Monkeypox and Travel: What You Need to Know

As cases of Monkeypox rise globally, the World Health Organization has declared the disease a global emergency. In the US, there are 6,300 cases known cases, with numbers growing daily.

So what does this mean for travel? According to the Centers for Disease Control and Prevention (CDC), cases among travelers are rare. But with the disease spreading, it’s a good idea to follow precautions when traveling.

How to protect yourself while traveling

  • Avoid close contact: Monkeypox is not known to be airborne, and is believed to be passed via direct contact with someone infected with the virus. Do not hug, kiss or touch people who have a rash or skin or genital lesions.
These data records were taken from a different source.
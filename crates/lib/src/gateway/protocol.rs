//! Gateway WebSocket wire types (client side): request/response/event
//! envelopes, connect params with the signed device block, and wake params.

use serde::{Deserialize, Serialize};

/// Protocol version spoken by this client (both ends of the advertised range).
pub const PROTOCOL_VERSION: u32 = 3;

/// Error code a gateway returns for a device it has not approved yet.
pub const NOT_PAIRED: &str = "NOT_PAIRED";

/// Wire request: `{ "type": "req", "id", "method", "params" }`.
#[derive(Debug, Clone, Serialize, Deserialize)]
pub struct WsRequest {
    #[serde(rename = "type")]
    pub typ: String,
    pub id: String,
    pub method: String,
    #[serde(default)]
    pub params: serde_json::Value,
}

impl WsRequest {
    pub fn new(id: impl Into<String>, method: impl Into<String>, params: serde_json::Value) -> Self {
        Self {
            typ: "req".to_string(),
            id: id.into(),
            method: method.into(),
            params,
        }
    }
}

/// Wire response: `{ "type": "res", "id", "payload" or "error" }`.
#[derive(Debug, Clone, Serialize, Deserialize)]
pub struct WsResponse {
    #[serde(rename = "type")]
    pub typ: String,
    pub id: String,
    #[serde(default, skip_serializing_if = "Option::is_none")]
    pub payload: Option<serde_json::Value>,
    #[serde(default, skip_serializing_if = "Option::is_none")]
    pub error: Option<ErrorInfo>,
}

/// Wire event: `{ "type": "event", "event", "payload" }`.
#[derive(Debug, Clone, Serialize, Deserialize)]
pub struct WsEvent {
    #[serde(rename = "type")]
    pub typ: String,
    pub event: String,
    #[serde(default)]
    pub payload: serde_json::Value,
}

impl WsEvent {
    /// Nonce from a `connect.challenge` event, when present.
    pub fn challenge_nonce(&self) -> Option<String> {
        if self.event != "connect.challenge" {
            return None;
        }
        self.payload
            .get("nonce")
            .and_then(|n| n.as_str())
            .map(|s| s.to_string())
    }
}

/// Error block carried in a response: `{ code?, message? }`.
#[derive(Debug, Clone, Default, Serialize, Deserialize)]
pub struct ErrorInfo {
    #[serde(default)]
    pub code: Option<String>,
    #[serde(default)]
    pub message: Option<String>,
}

impl ErrorInfo {
    pub fn is_not_paired(&self) -> bool {
        self.code.as_deref() == Some(NOT_PAIRED)
    }

    /// Message-text convention signaling that a stored device token is no
    /// longer valid on the gateway side.
    pub fn is_stale_token(&self) -> bool {
        self.message
            .as_deref()
            .map(|m| m.contains("token mismatch"))
            .unwrap_or(false)
    }

    pub fn describe(&self) -> String {
        match (&self.code, &self.message) {
            (Some(c), Some(m)) => format!("{}: {}", c, m),
            (Some(c), None) => c.clone(),
            (None, Some(m)) => m.clone(),
            (None, None) => "unknown error".to_string(),
        }
    }
}

/// Inbound frame, keyed on the `type` field.
#[derive(Debug, Clone)]
pub enum Frame {
    Response(WsResponse),
    Event(WsEvent),
}

/// Parse one inbound text frame. Unknown or malformed frames => None.
pub fn parse_frame(text: &str) -> Option<Frame> {
    let value: serde_json::Value = serde_json::from_str(text).ok()?;
    match value.get("type").and_then(|t| t.as_str()) {
        Some("res") => serde_json::from_value(value).ok().map(Frame::Response),
        Some("event") => serde_json::from_value(value).ok().map(Frame::Event),
        _ => None,
    }
}

/// Client connect params: protocol range, client descriptor, auth, and the
/// signed device block.
#[derive(Debug, Clone, Serialize, Deserialize)]
#[serde(rename_all = "camelCase")]
pub struct ConnectParams {
    pub min_protocol: u32,
    pub max_protocol: u32,
    pub client: ConnectClient,
    pub caps: Vec<String>,
    pub auth: ConnectAuth,
    pub role: String,
    pub scopes: Vec<String>,
    pub device: ConnectDevice,
}

#[derive(Debug, Clone, Serialize, Deserialize)]
#[serde(rename_all = "camelCase")]
pub struct ConnectClient {
    pub id: String,
    pub version: String,
    pub platform: String,
    pub mode: String,
    pub instance_id: String,
}

#[derive(Debug, Clone, Default, Serialize, Deserialize)]
#[serde(rename_all = "camelCase")]
pub struct ConnectAuth {
    pub token: String,
}

/// Device identity block: id, raw public key (URL-safe base64), signature over
/// the canonical payload, signing timestamp, and the challenge nonce when one
/// was received.
#[derive(Debug, Clone, Serialize, Deserialize)]
#[serde(rename_all = "camelCase")]
pub struct ConnectDevice {
    pub id: String,
    pub public_key: String,
    pub signature: String,
    pub signed_at: u64,
    #[serde(default, skip_serializing_if = "Option::is_none")]
    pub nonce: Option<String>,
}

/// Successful connect ack payload (subset this client reads).
#[derive(Debug, Clone, Default, Deserialize)]
#[serde(rename_all = "camelCase")]
pub struct ConnectAck {
    #[serde(default)]
    pub auth: Option<AckAuth>,
}

/// Auth info in a connect ack; `deviceToken` is set when the gateway issued
/// (or re-issued) a device credential.
#[derive(Debug, Clone, Deserialize)]
#[serde(rename_all = "camelCase")]
pub struct AckAuth {
    #[serde(default)]
    pub device_token: Option<String>,
}

/// Params for the `wake` method: immediate out-of-band nudge.
#[derive(Debug, Clone, Serialize, Deserialize)]
pub struct WakeParams {
    pub mode: String,
    pub text: String,
}

impl WakeParams {
    pub fn now(text: impl Into<String>) -> Self {
        Self {
            mode: "now".to_string(),
            text: text.into(),
        }
    }
}

#[cfg(test)]
mod tests {
    use super::*;

    #[test]
    fn connect_params_use_camel_case_wire_names() {
        let params = ConnectParams {
            min_protocol: PROTOCOL_VERSION,
            max_protocol: PROTOCOL_VERSION,
            client: ConnectClient {
                id: "gateway-client".to_string(),
                version: "1.0.0".to_string(),
                platform: "linux".to_string(),
                mode: "backend".to_string(),
                instance_id: "i-1".to_string(),
            },
            caps: vec![],
            auth: ConnectAuth {
                token: "tok".to_string(),
            },
            role: "operator".to_string(),
            scopes: vec!["operator.admin".to_string()],
            device: ConnectDevice {
                id: "d".to_string(),
                public_key: "pk".to_string(),
                signature: "sig".to_string(),
                signed_at: 1,
                nonce: None,
            },
        };
        let v = serde_json::to_value(&params).unwrap();
        assert_eq!(v["minProtocol"], 3);
        assert_eq!(v["client"]["instanceId"], "i-1");
        assert_eq!(v["device"]["publicKey"], "pk");
        assert_eq!(v["device"]["signedAt"], 1);
        assert!(v["device"].get("nonce").is_none());
    }

    #[test]
    fn parse_frame_routes_by_type() {
        let res = parse_frame(r#"{"type":"res","id":"1","payload":{}}"#);
        assert!(matches!(res, Some(Frame::Response(_))));

        let ev = parse_frame(r#"{"type":"event","event":"connect.challenge","payload":{"nonce":"n1"}}"#);
        let Some(Frame::Event(ev)) = ev else {
            panic!("expected event frame");
        };
        assert_eq!(ev.challenge_nonce(), Some("n1".to_string()));

        assert!(parse_frame("not json").is_none());
        assert!(parse_frame(r#"{"type":"other"}"#).is_none());
    }

    #[test]
    fn error_taxonomy() {
        let not_paired = ErrorInfo {
            code: Some(NOT_PAIRED.to_string()),
            message: None,
        };
        assert!(not_paired.is_not_paired());
        assert!(!not_paired.is_stale_token());

        let stale = ErrorInfo {
            code: Some("AUTH".to_string()),
            message: Some("device token mismatch".to_string()),
        };
        assert!(stale.is_stale_token());
        assert_eq!(stale.describe(), "AUTH: device token mismatch");
    }
}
Avoid sharing cutlery and cups and avoid the clothes or bedding of a sick person.
  • Wash hands: Make sure you wash your hands thoroughly and often with soap and water. Also keep hand sanitizer on you that contains at least 60% alcohol.
  • Stay away from animals when traveling: Do not touch any live or dead wild animals, such as rodents and primates, like monkeys or apes. Do not eat meat from wild game and don’t use products, like creams or lotions, derived from African wild animals.
  • Watch for symptoms: If you traveled and you get a fever or you develop any unexplained rashes or skin lesions, contact your doctor immediately. Avoid contact with others and don’t use public transportation until you get the okay from a healthcare professional.

what about the monkeypox vaccine?

In June, the US government announced that 56,000 doses of the monkeypox vaccine would be distributed across the country immediately, with an additional several million arriving in the next few months.

The vaccine is called JYNNEOS and is FDA approved. It can help reduce the risk of monkeypox infections if given within 4 days of exposure, and if given within 14 days of exposure, it can reduce the risk of serious illness. Because quantities of the vaccine are limited, eligibility is restricted to people with the highest risk of exposure and you must be 18 or older to receive the vaccine.

Though there has been no formal guidance from the CDC yet, in most states, the vaccine is free of charge and available to immigrants regardless of their immigration status.

The White House also announced it would bolster access to Monkeypox testing nationwide, starting with 78 testing sites across 48 states.